Queste misure, che erano considerate necessarie già all’inizio degli anni 90’, sono oggi quanto mai urgenti se si vuole rallentare la crescita della concentrazione di CO2 in atmosfera che ha ormai superato la soglia critica di 400 parti per milione, livello considerato al limite dell’equilibrio  del sistema climatico dalla National Academy of Sciences degli Usa “Trajectories of the Earth System in the Anthropocene”, (agosto 2018).

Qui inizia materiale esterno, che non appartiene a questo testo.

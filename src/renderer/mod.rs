//! Rendering: pure shape geometry plus the wasm-only Canvas 2D painter

#[cfg(target_arch = "wasm32")]
pub mod painter;
pub mod shapes;

#[cfg(target_arch = "wasm32")]
pub use painter::Painter;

È tuttavia evidente che un “pacchetto” così complesso di misure può essere adottato solo se gli obiettivi di riduzione delle emissioni vengono incorporati in un quadro di riferimento globale di  politiche e regole nei settori dell’energia, dell’agricoltura e gestione delle foreste, della cooperazione internazionale, del commercio internazionale. La Cop di Madrid ha messo in evidenza ancora una volta che senza questo background di politiche e regole è praticamente impossibile assumere decisioni che vadano oltre la conferma ormai rituale degli impegni politici per la protezione del clima.

È necessario di conseguenza “allineare” gli standard e le politiche di settore agli obiettivi ambientali per la protezione del clima. Tenendo conto che i diversi livelli di sviluppo da un lato e di “intensità di carbonio” dall’altro richiedono obiettivi e misure differenziate per i singoli paesi o gruppi di paesi allo scopo di assicurare che la protezione del clima sia uno strumento di crescita e riequilibrio nell’economia globale, come ben rappresentato a Madrid dalle posizioni del “gruppo” Brasile, Cina, India e SudAfrica.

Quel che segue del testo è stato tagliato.